Give again the entries below exactly, beginning at the first line and ending at the line with "orientations here and".
Start of Input data
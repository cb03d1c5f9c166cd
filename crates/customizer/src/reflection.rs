//! Environment snapshot cadence and cube face layout
//!
//! The snapshot is six square face images rendered by 90 degree cameras
//! looking along the axes. [`CubeFace::project`] is the lookup the carapace
//! shader performs to fetch a reflection, so the camera orientations here and
//! the WGSL face selection must agree.

use glam::{Vec2, Vec3};

/// Decides on which frames the environment snapshot is re-rendered
#[derive(Debug, Clone, Copy, PartialEq, Eq)]
pub struct ReflectionSchedule {
    /// Frames between captures; 0 disables periodic capture
    pub interval_frames: u32,
}

impl ReflectionSchedule {
    pub fn new(interval_frames: u32) -> Self {
        Self { interval_frames }
    }

    /// Capture on frames 0, N, 2N, ... of a monotonically increasing counter
    pub fn is_capture_frame(&self, frame: u64) -> bool {
        self.interval_frames != 0 && frame % u64::from(self.interval_frames) == 0
    }
}

/// One face of the environment cube
#[derive(Debug, Clone, Copy, PartialEq, Eq, Hash)]
pub enum CubeFace {
    PosX,
    NegX,
    PosY,
    NegY,
    PosZ,
    NegZ,
}

impl CubeFace {
    /// Face order, also the shader's face index
    pub const ALL: [CubeFace; 6] = [
        CubeFace::PosX,
        CubeFace::NegX,
        CubeFace::PosY,
        CubeFace::NegY,
        CubeFace::PosZ,
        CubeFace::NegZ,
    ];

    pub fn index(self) -> usize {
        match self {
            CubeFace::PosX => 0,
            CubeFace::NegX => 1,
            CubeFace::PosY => 2,
            CubeFace::NegY => 3,
            CubeFace::PosZ => 4,
            CubeFace::NegZ => 5,
        }
    }

    /// Direction the face camera looks along
    pub fn forward(self) -> Vec3 {
        match self {
            CubeFace::PosX => Vec3::X,
            CubeFace::NegX => Vec3::NEG_X,
            CubeFace::PosY => Vec3::Y,
            CubeFace::NegY => Vec3::NEG_Y,
            CubeFace::PosZ => Vec3::Z,
            CubeFace::NegZ => Vec3::NEG_Z,
        }
    }

    /// Up vector of the face camera
    pub fn up(self) -> Vec3 {
        match self {
            CubeFace::PosY => Vec3::Z,
            CubeFace::NegY => Vec3::NEG_Z,
            _ => Vec3::Y,
        }
    }

    /// Screen-right of the face camera (`forward x up`)
    pub fn right(self) -> Vec3 {
        self.forward().cross(self.up())
    }

    /// Face and image UV (origin top-left) that `dir` lands on
    pub fn project(dir: Vec3) -> (CubeFace, Vec2) {
        let a = dir.abs();
        let face = if a.x >= a.y && a.x >= a.z {
            if dir.x >= 0.0 { CubeFace::PosX } else { CubeFace::NegX }
        } else if a.y >= a.z {
            if dir.y >= 0.0 { CubeFace::PosY } else { CubeFace::NegY }
        } else if dir.z >= 0.0 {
            CubeFace::PosZ
        } else {
            CubeFace::NegZ
        };

        let depth = dir.dot(face.forward()).max(f32::EPSILON);
        let x = dir.dot(face.right()) / depth;
        let y = dir.dot(face.up()) / depth;
        (face, Vec2::new(0.5 + 0.5 * x, 0.5 - 0.5 * y))
    }
}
End of Input data
### Task result:
repository cb03d1c5f9c166cd
filename crates/customizer/src/reflection.rs
//! Environment snapshot cadence and cube face layout
//!
//! The snapshot is six square face images rendered by 90 degree cameras
//! looking along the axes. [`CubeFace::project`] is the lookup the carapace
//! shader performs to fetch a reflection, so the camera orientations here and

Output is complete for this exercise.